I tried tuning the SVM regressor parameters using the code below. However, during the search for the best params, the grid-search model tends to choose the first kernel of the model within the proposed kernels, every time. I tried different combinations to see if I could reach good results.
I attempted to use various cross-validations(3, 5-default, 7).
I used/removed the score function of the GridSearch model, to see if this impact.
I also tried with higher values of the penalty score (see the attached).
Please can anyone confirm this?
And is the kernels' order in the list/Grid params impact the search?
Note: I used the cuML to benefit from using the GPU and to speed up the search.

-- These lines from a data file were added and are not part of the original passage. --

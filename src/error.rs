//! Error types for untextract library.

use std::io;
use std::time::Duration;
use thiserror::Error;

/// Result type alias for untextract operations.
pub type Result<T> = std::result::Result<T, Error>;

/// Error types that can occur while submitting, polling, or extracting.
#[derive(Error, Debug)]
pub enum Error {
    /// A required setting is missing or has the wrong type.
    #[error("Configuration error: {0}")]
    Config(String),

    /// The request could not be delivered or the response could not be read.
    #[error("Transport error: {0}")]
    Transport(String),

    /// The remote service rejected the request.
    #[error("Service error ({code}): {message}")]
    Service {
        /// Error type reported by the service
        code: String,
        /// Human readable message from the service
        message: String,
    },

    /// The remote job reached the FAILED terminal status.
    #[error("Job {job_id} failed{}", reason_suffix(.message))]
    JobFailed {
        /// Identifier of the failed job
        job_id: String,
        /// Status message reported by the service, if any
        message: Option<String>,
    },

    /// The poller issued its maximum number of requests without a terminal status.
    #[error("Job {job_id} did not finish after {attempts} status requests")]
    PollLimitExceeded {
        /// Identifier of the job being polled
        job_id: String,
        /// Number of requests issued
        attempts: u32,
    },

    /// The poller exceeded its overall deadline.
    #[error("Job {job_id} did not finish within {elapsed:?}")]
    PollTimeout {
        /// Identifier of the job being polled
        job_id: String,
        /// Time spent waiting
        elapsed: Duration,
    },

    /// Local waiting was cancelled. The remote job keeps running.
    #[error("Polling of job {job_id} was cancelled")]
    Cancelled {
        /// Identifier of the job being polled
        job_id: String,
    },

    /// The request cannot be expressed for the chosen operation.
    #[error("Invalid request: {0}")]
    InvalidRequest(String),

    /// I/O error when reading or writing files.
    #[error("I/O error: {0}")]
    Io(#[from] io::Error),

    /// A response body could not be decoded.
    #[error("Decode error: {0}")]
    Decode(String),

    /// Error during rendering (lines, forms, JSON).
    #[error("Rendering error: {0}")]
    Render(String),

    /// Generic error with message.
    #[error("{0}")]
    Other(String),
}

fn reason_suffix(message: &Option<String>) -> String {
    message
        .as_deref()
        .map(|m| format!(": {}", m))
        .unwrap_or_default()
}

impl Error {
    /// Whether the error came from talking to the remote service.
    pub fn is_transport(&self) -> bool {
        matches!(self, Error::Transport(_) | Error::Service { .. })
    }
}

#[cfg(feature = "http")]
impl From<reqwest::Error> for Error {
    fn from(err: reqwest::Error) -> Self {
        if err.is_decode() {
            Error::Decode(err.to_string())
        } else {
            Error::Transport(err.to_string())
        }
    }
}

impl From<config::ConfigError> for Error {
    fn from(err: config::ConfigError) -> Self {
        Error::Config(err.to_string())
    }
}
use std::time::{Duration, Instant};

use tournament_sort::{
    ListArena, min_and_second_min, min_and_second_min_scan, min_and_second_min_stable, sort_list,
};

fn benchmark(name: &str, repeats: usize, mut f: impl FnMut()) {
    // Warmup.
    for _ in 0..repeats {
        f();
    }
    let start = Instant::now();
    for _ in 0..repeats {
        f();
    }
    let duration = start.elapsed();
    println!("  {}: {}", name, human_time(repeats, duration));
}

fn human_time(repeats: usize, duration: Duration) -> String {
    let mut duration = duration.as_nanos() as f64 / repeats as f64;
    if duration < 1000.0 {
        return format!("{:.1}ns", duration);
    }
    duration /= 1000.0;
    if duration < 1000.0 {
        return format!("{:.1}us", duration);
    }
    duration /= 1000.0;
    if duration < 1000.0 {
        return format!("{:.1}ms", duration);
    }
    duration /= 1000.0;
    format!("{:.1}s", duration)
}

fn human_size(size: usize) -> String {
    if size < 1024 {
        return format!("{}B", size);
    }
    let mut size = size as f64;
    size /= 1024.0;
    if size < 1024.0 {
        return format!("{}KiB", size);
    }
    size /= 1024.0;
    if size < 1024.0 {
        return format!("{}MiB", size);
    }
    size /= 1024.0;
    format!("{}GiB", size)
}

fn ceil_lg(n: usize) -> usize {
    n.next_power_of_two().trailing_zeros() as usize
}

fn main() {
    let mut rng = fastrand::Rng::with_seed(0);
    for lg_size in [10, 14, 18, 20] {
        let n = 1usize << lg_size;
        let mut data = vec![0u64; n];
        // Mask down to lg_size bits so there is a small but nonzero number of
        // duplicates and tie handling actually gets exercised.
        let mask = (1u64 << lg_size) - 1;
        for d in &mut data {
            *d = rng.u64(..) & mask;
        }
        let repeats = 1usize << 22usize.saturating_sub(lg_size);
        println!(
            "size: {} ({} elements)",
            human_size(std::mem::size_of::<u64>() * data.len()),
            data.len()
        );

        // One counted pass per variant, against the worst-case bound.
        let bound = n + ceil_lg(n) - 2;
        let mut comparisons = 0usize;
        let (min, second) = min_and_second_min(&data, |a, b| {
            comparisons += 1;
            a < b
        })
        .unwrap();
        println!(
            "  tournament comparisons: {} (bound {}), found {} then {}",
            comparisons, bound, data[min], data[second]
        );
        let mut comparisons = 0usize;
        let _ = min_and_second_min_stable(&data, |a, b| {
            comparisons += 1;
            a < b
        });
        println!("  stable tournament comparisons: {} (bound {})", comparisons, bound);
        let mut comparisons = 0usize;
        let _ = min_and_second_min_scan(&data, |a, b| {
            comparisons += 1;
            a < b
        });
        println!("  scan comparisons: {}", comparisons);

        benchmark("min + second min (tournament)", repeats, || {
            let _ = min_and_second_min(&data, |a, b| a < b);
        });
        benchmark("min + second min (scan)", repeats, || {
            let _ = min_and_second_min_scan(&data, |a, b| a < b);
        });

        // Sorting a full list per iteration is much heavier than one selection pass.
        let sort_repeats = (repeats / 8).max(1);
        benchmark("sort_list (build + sort)", sort_repeats, || {
            let mut arena = ListArena::with_capacity(data.len());
            let head = arena.list_from_iter(data.iter().copied());
            sort_list(&mut arena, head, |a, b| a < b);
        });
        benchmark("Vec::sort (clone + sort)", sort_repeats, || {
            let mut copy = data.clone();
            copy.sort();
        });
    }
}
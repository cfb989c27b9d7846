//! Minimum and second minimum by single-elimination tournament.
//!
//! Every input index enters as a one-element bracket. Combining two brackets plays
//! one match between their winners: the loser's own record is discarded in O(1) and
//! the losing winner is appended to the survivor's loser list. Feeding the combine
//! through [`BinaryReducer`] keeps brackets balanced, so the champion plays at most
//! ceil(lg n) matches and the second minimum is found among its direct losers with
//! at most n + ceil(lg n) - 2 comparisons in total. The stable variant keeps two
//! loser lists, split by which side of the champion the loser came from, so that
//! ties resolve to the earliest input position exactly like a stable sort.

use crate::arena::{ListArena, Queue};
use crate::reducer::BinaryReducer;

#[derive(Clone, Copy)]
struct Bracket {
    winner: usize,
    losers: Queue,
}

#[derive(Clone, Copy)]
struct StableBracket {
    winner: usize,
    // Losers that preceded the winner in the input, front-to-back in input order.
    before: Queue,
    // Losers that followed it, front-to-back in reverse input order.
    after: Queue,
}

/// Plays `x` (the earlier block) against `y` (the later block). Ties go to `x`.
fn combine<T, F>(
    arena: &mut ListArena<usize>,
    items: &[T],
    less: &mut F,
    x: Bracket,
    y: Bracket,
) -> Bracket
where
    F: FnMut(&T, &T) -> bool,
{
    if less(&items[y.winner], &items[x.winner]) {
        arena.free_queue(x.losers);
        Bracket {
            winner: y.winner,
            // x precedes everything already recorded against y.
            losers: arena.push_front(y.losers, x.winner),
        }
    } else {
        arena.free_queue(y.losers);
        Bracket {
            winner: x.winner,
            losers: arena.push_back(x.losers, y.winner),
        }
    }
}

fn combine_stable<T, F>(
    arena: &mut ListArena<usize>,
    items: &[T],
    less: &mut F,
    x: StableBracket,
    y: StableBracket,
) -> StableBracket
where
    F: FnMut(&T, &T) -> bool,
{
    if less(&items[y.winner], &items[x.winner]) {
        arena.free_queue(x.before);
        arena.free_queue(x.after);
        StableBracket {
            winner: y.winner,
            before: arena.push_front(y.before, x.winner),
            after: y.after,
        }
    } else {
        arena.free_queue(y.before);
        arena.free_queue(y.after);
        StableBracket {
            winner: x.winner,
            before: x.before,
            after: arena.push_front(x.after, y.winner),
        }
    }
}

/// Index held by the first queue node whose item is strictly smaller than every
/// node before it. The queue must be non-empty.
fn first_min_in<T, F>(arena: &ListArena<usize>, items: &[T], less: &mut F, q: Queue) -> usize
where
    F: FnMut(&T, &T) -> bool,
{
    let mut best = q.front;
    let mut cursor = arena.next(best);
    while !cursor.is_nil() {
        if less(&items[*arena.value(cursor)], &items[*arena.value(best)]) {
            best = cursor;
        }
        cursor = arena.next(cursor);
    }
    *arena.value(best)
}

/// Like [`first_min_in`] but ties displace the incumbent, so the last minimal node
/// wins. Walking a reverse-input-order queue this yields the earliest input position.
fn last_min_in<T, F>(arena: &ListArena<usize>, items: &[T], less: &mut F, q: Queue) -> usize
where
    F: FnMut(&T, &T) -> bool,
{
    let mut best = q.front;
    let mut cursor = arena.next(best);
    while !cursor.is_nil() {
        if !less(&items[*arena.value(best)], &items[*arena.value(cursor)]) {
            best = cursor;
        }
        cursor = arena.next(cursor);
    }
    *arena.value(best)
}

/// Positions of the minimum and the second minimum of `items` under `less`, in at
/// most n + ceil(lg n) - 2 comparisons. `None` on empty input; a singleton yields
/// its only position twice. Among equal minima the earliest position wins; the
/// second position is unspecified under ties (see
/// [`min_and_second_min_stable`] for the stable rule).
pub fn min_and_second_min<T, F>(items: &[T], mut less: F) -> Option<(usize, usize)>
where
    F: FnMut(&T, &T) -> bool,
{
    let mut arena = ListArena::new();
    let mut counter = BinaryReducer::new();
    for i in 0..items.len() {
        counter.add(
            Bracket {
                winner: i,
                losers: Queue::EMPTY,
            },
            |x, y| combine(&mut arena, items, &mut less, x, y),
        );
    }
    let champion = counter.reduce(|x, y| combine(&mut arena, items, &mut less, x, y))?;
    let second = if champion.losers.is_empty() {
        champion.winner
    } else {
        first_min_in(&arena, items, &mut less, champion.losers)
    };
    Some((champion.winner, second))
}

/// Stable variant of [`min_and_second_min`]: the result equals the first two
/// positions of a stable sort of `items`, at the same comparison bound.
pub fn min_and_second_min_stable<T, F>(items: &[T], mut less: F) -> Option<(usize, usize)>
where
    F: FnMut(&T, &T) -> bool,
{
    let mut arena = ListArena::new();
    let mut counter = BinaryReducer::new();
    for i in 0..items.len() {
        counter.add(
            StableBracket {
                winner: i,
                before: Queue::EMPTY,
                after: Queue::EMPTY,
            },
            |x, y| combine_stable(&mut arena, items, &mut less, x, y),
        );
    }
    let champion = counter.reduce(|x, y| combine_stable(&mut arena, items, &mut less, x, y))?;
    let second = match (champion.before.is_empty(), champion.after.is_empty()) {
        (true, true) => champion.winner,
        (false, true) => first_min_in(&arena, items, &mut less, champion.before),
        (true, false) => last_min_in(&arena, items, &mut less, champion.after),
        (false, false) => {
            let b = first_min_in(&arena, items, &mut less, champion.before);
            let a = last_min_in(&arena, items, &mut less, champion.after);
            // An earlier loser wins ties, and everything in `before` is earlier.
            if less(&items[a], &items[b]) { a } else { b }
        }
    };
    Some((champion.winner, second))
}

/// The pragmatic baseline: one pass keeping first and second place, roughly 2n
/// comparisons. Same results as [`min_and_second_min_stable`].
pub fn min_and_second_min_scan<T, F>(items: &[T], mut less: F) -> Option<(usize, usize)>
where
    F: FnMut(&T, &T) -> bool,
{
    if items.is_empty() {
        return None;
    }
    if items.len() == 1 {
        return Some((0, 0));
    }
    let (mut first, mut second) = if less(&items[1], &items[0]) {
        (1, 0)
    } else {
        (0, 1)
    };
    for i in 2..items.len() {
        if less(&items[i], &items[second]) {
            if less(&items[i], &items[first]) {
                second = first;
                first = i;
            } else {
                second = i;
            }
        }
    }
    Some((first, second))
}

I can send you the dataset if you want
from cuml.svm import SVR
from sklearn.model_selection import GridSearchCV
#from sklearn.svm import SVR
from sklearn.metrics import make_scorer, mean_squared_error
from pprint import pprint
# Hyper-tunning for SVM regressor
import numpy as np
base_svr = SVR()
# If you want to use your custom score function, specify the function and use it.

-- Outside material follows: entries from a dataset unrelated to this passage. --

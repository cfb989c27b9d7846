//! Stable bottom-up merge sort of arena-backed linked lists.
//!
//! Sorting detaches every node into a singleton list and feeds it to a
//! [`BinaryReducer`] whose operation is the two-way merge, so lists are always
//! merged in balanced pairs without any recursion or explicit run stack. Nodes are
//! relinked in place; nothing is allocated or freed. Stability falls out of two
//! facts: the reducer always presents the block of earlier input as the left
//! operand, and the merge takes from the right list only on strict inequality.

use crate::arena::{Link, ListArena};
use crate::reducer::BinaryReducer;

/// Merges two sorted lists into one sorted list, reusing their nodes. Either list
/// may be nil. Stable: on ties the node from `a` goes first.
pub fn merge_sorted<T, F>(arena: &mut ListArena<T>, a: Link, b: Link, less: &mut F) -> Link
where
    F: FnMut(&T, &T) -> bool,
{
    if a.is_nil() {
        return b;
    }
    if b.is_nil() {
        return a;
    }
    let mut a = a;
    let mut b = b;
    let head = if less(arena.value(b), arena.value(a)) {
        let h = b;
        b = arena.next(b);
        h
    } else {
        let h = a;
        a = arena.next(a);
        h
    };
    let mut tail = head;
    // One comparison per emitted node; whichever side empties first hands the
    // other side over with a single splice, never a walk.
    loop {
        if a.is_nil() {
            arena.set_next(tail, b);
            break;
        }
        if b.is_nil() {
            arena.set_next(tail, a);
            break;
        }
        let take = if less(arena.value(b), arena.value(a)) {
            let t = b;
            b = arena.next(b);
            t
        } else {
            let t = a;
            a = arena.next(a);
            t
        };
        arena.set_next(tail, take);
        tail = take;
    }
    head
}

/// Sorts the list starting at `head` and returns the new head, [`Link::NIL`] for
/// an empty list. Stable; uses O(log n) auxiliary space for the merge schedule.
pub fn sort_list<T, F>(arena: &mut ListArena<T>, head: Link, mut less: F) -> Link
where
    F: FnMut(&T, &T) -> bool,
{
    let mut counter = BinaryReducer::new();
    let mut cursor = head;
    while !cursor.is_nil() {
        let node = cursor;
        cursor = arena.next(cursor);
        // Detach into a singleton so merges never run past a block's end.
        arena.set_next(node, Link::NIL);
        counter.add(node, |a, b| merge_sorted(arena, a, b, &mut less));
    }
    counter
        .reduce(|a, b| merge_sorted(arena, a, b, &mut less))
        .unwrap_or(Link::NIL)
}

#[cfg(test)]
mod tests {
    use super::*;
    use crate::arena::assert_handles_partition;
    use proptest::prelude::*;

    fn collect<T: Copy>(arena: &ListArena<T>, head: Link) -> Vec<T> {
        arena.iter_from(head).copied().collect()
    }

    /// The unrolled two-state merge: staying on one side costs no relinking, only
    /// crossing sides splices. Kept here purely to pin the production merge to it.
    fn merge_unrolled<T, F>(arena: &mut ListArena<T>, a: Link, b: Link, less: &mut F) -> Link
    where
        F: FnMut(&T, &T) -> bool,
    {
        if a.is_nil() {
            return b;
        }
        if b.is_nil() {
            return a;
        }
        let mut a = a;
        let mut b = b;
        let mut taking_a = !less(arena.value(b), arena.value(a));
        let head = if taking_a { a } else { b };
        let mut tail;
        if taking_a {
            tail = a;
            a = arena.next(a);
        } else {
            tail = b;
            b = arena.next(b);
        }
        loop {
            if taking_a {
                // tail still links to `a`, so exhausting b means we are done.
                if b.is_nil() {
                    return head;
                }
                if a.is_nil() {
                    arena.set_next(tail, b);
                    return head;
                }
                if less(arena.value(b), arena.value(a)) {
                    arena.set_next(tail, b);
                    tail = b;
                    b = arena.next(b);
                    taking_a = false;
                } else {
                    tail = a;
                    a = arena.next(a);
                }
            } else {
                if a.is_nil() {
                    return head;
                }
                if b.is_nil() {
                    arena.set_next(tail, a);
                    return head;
                }
                if less(arena.value(b), arena.value(a)) {
                    tail = b;
                    b = arena.next(b);
                } else {
                    arena.set_next(tail, a);
                    tail = a;
                    a = arena.next(a);
                    taking_a = true;
                }
            }
        }
    }

    #[test]
    fn sorts_a_small_list() {
        let mut arena = ListArena::new();
        let head = arena.list_from_iter([5, 3, 10, 1, 2]);
        let sorted = sort_list(&mut arena, head, |a, b| a < b);
        assert_eq!(collect(&arena, sorted), vec![1, 2, 3, 5, 10]);
        assert_handles_partition(&arena, &[sorted]);
    }

    #[test]
    fn degenerate_lists() {
        let mut arena = ListArena::<i32>::new();
        assert_eq!(sort_list(&mut arena, Link::NIL, |a, b| a < b), Link::NIL);
        let single = arena.allocate(42, Link::NIL);
        assert_eq!(sort_list(&mut arena, single, |a, b| a < b), single);
        assert_eq!(collect(&arena, single), vec![42]);
    }

    #[test]
    fn merge_with_an_empty_side() {
        let mut arena = ListArena::new();
        let head = arena.list_from_iter([1, 2, 3]);
        let mut less = |a: &i32, b: &i32| a < b;
        assert_eq!(merge_sorted(&mut arena, Link::NIL, head, &mut less), head);
        assert_eq!(merge_sorted(&mut arena, head, Link::NIL, &mut less), head);
        assert_eq!(
            merge_sorted(&mut arena, Link::NIL, Link::NIL, &mut less),
            Link::NIL
        );
    }

    #[test]
    fn merge_interleaves_and_splices_the_remainder() {
        let mut arena = ListArena::new();
        let a = arena.list_from_iter([1, 3, 5]);
        let b = arena.list_from_iter([2, 4, 9, 10, 11]);
        let mut less = |x: &i32, y: &i32| x < y;
        let merged = merge_sorted(&mut arena, a, b, &mut less);
        assert_eq!(collect(&arena, merged), vec![1, 2, 3, 4, 5, 9, 10, 11]);
        assert_handles_partition(&arena, &[merged]);
    }

    #[test]
    fn merge_keeps_the_left_side_first_under_ties() {
        let mut arena = ListArena::new();
        let a = arena.list_from_iter([(1, 'a'), (2, 'a'), (2, 'b')]);
        let b = arena.list_from_iter([(1, 'x'), (2, 'y')]);
        let mut by_key = |p: &(i32, char), q: &(i32, char)| p.0 < q.0;
        let merged = merge_sorted(&mut arena, a, b, &mut by_key);
        assert_eq!(
            collect(&arena, merged),
            vec![(1, 'a'), (1, 'x'), (2, 'a'), (2, 'b'), (2, 'y')]
        );
    }

    #[test]
    fn sort_is_stable() {
        let mut arena = ListArena::new();
        let head = arena.list_from_iter([(2, 'a'), (2, 'b'), (1, 'c'), (1, 'd')]);
        let sorted = sort_list(&mut arena, head, |p, q| p.0 < q.0);
        assert_eq!(
            collect(&arena, sorted),
            vec![(1, 'c'), (1, 'd'), (2, 'a'), (2, 'b')]
        );
    }

    #[test]
    fn sorting_twice_changes_nothing() {
        let mut rng = fastrand::Rng::with_seed(1);
        let values: Vec<u64> = (0..200).map(|_| rng.u64(..) & 0x1F).collect();
        let mut arena = ListArena::new();
        let head = arena.list_from_iter(values.iter().copied());
        let once = sort_list(&mut arena, head, |a, b| a < b);
        let first = collect(&arena, once);
        let links = arena.chain_links(once);
        let twice = sort_list(&mut arena, once, |a, b| a < b);
        // Same nodes in the same order, not merely the same values.
        assert_eq!(arena.chain_links(twice), links);
        assert_eq!(collect(&arena, twice), first);
    }

    #[test]
    fn sorted_output_is_a_sorted_permutation() {
        let mut rng = fastrand::Rng::with_seed(2);
        let values: Vec<u32> = (0..500).map(|_| rng.u32(..) & 0xFF).collect();
        let mut arena = ListArena::new();
        let head = arena.list_from_iter(values.iter().copied());
        let sorted = sort_list(&mut arena, head, |a, b| a < b);
        let mut expected = values.clone();
        expected.sort_unstable();
        assert_eq!(collect(&arena, sorted), expected);
        assert_handles_partition(&arena, &[sorted]);
    }

    proptest! {
        #[test]
        fn sorts_like_the_standard_stable_sort(values in prop::collection::vec(0u8..8, 0..128)) {
            let tagged: Vec<(u8, usize)> =
                values.iter().enumerate().map(|(i, &v)| (v, i)).collect();
            let mut arena = ListArena::new();
            let head = arena.list_from_iter(tagged.iter().copied());
            let sorted = sort_list(&mut arena, head, |p, q| p.0 < q.0);
            let mut expected = tagged.clone();
            expected.sort_by_key(|p| p.0);
            prop_assert_eq!(collect(&arena, sorted), expected);
        }

        #[test]
        fn merge_shapes_agree(
            xs in prop::collection::vec(0u8..10, 0..40),
            ys in prop::collection::vec(0u8..10, 0..40),
        ) {
            let mut xs = xs;
            let mut ys = ys;
            xs.sort_unstable();
            ys.sort_unstable();
            let mut less = |p: &u8, q: &u8| p < q;

            let mut arena1 = ListArena::new();
            let a1 = arena1.list_from_iter(xs.iter().copied());
            let b1 = arena1.list_from_iter(ys.iter().copied());
            let one_loop = merge_sorted(&mut arena1, a1, b1, &mut less);

            let mut arena2 = ListArena::new();
            let a2 = arena2.list_from_iter(xs.iter().copied());
            let b2 = arena2.list_from_iter(ys.iter().copied());
            let unrolled = merge_unrolled(&mut arena2, a2, b2, &mut less);

            // Both arenas allocate in the same order, so handles are comparable:
            // the two merges must take the same node at every step.
            prop_assert_eq!(arena1.chain_links(one_loop), arena2.chain_links(unrolled));

            let mut all = xs.clone();
            all.extend_from_slice(&ys);
            all.sort_unstable();
            prop_assert_eq!(collect(&arena1, one_loop), all);
        }
    }
}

def my_rmse_loss_func(y_true, y_pred):
return np.sqrt(mean_squared_error((y_true, y_pred)))
scorer = make_scorer(mean_squared_error, greater_is_better=False)#,, squared = False
param_grid_svr = {'C': [0.0001, 0.01, 0.1, 0.9,1, 1.1, 2,3], # I used 10, 100
'gamma': ['scale', 'auto'],
'kernel': ['rbf', 'poly', 'sigmoid', 'precomputed','linear'], #,
'epsilon': [0.01, 0.1, 0.2 ,0.22, 0.3, 1]}
# Create a GridSearchCV object and fit it to the training data with 7 cv
svr_cv = GridSearchCV(base_svr,param_grid_svr, n_jobs = -1 , # Use 4
scoring='neg_mean_squared_error', cv = 7 ,verbose=3 ,return_train_score =True ) # ,refit=True mean_squared_error, scoring='neg_mean_squared_error' ,
# Train the model in GPU
svr_cv.fit(X_train,y_train)
# Predictions
## By using the re-trained model
predictions_RF_regr_tuned= svr_cu.predict(X_test)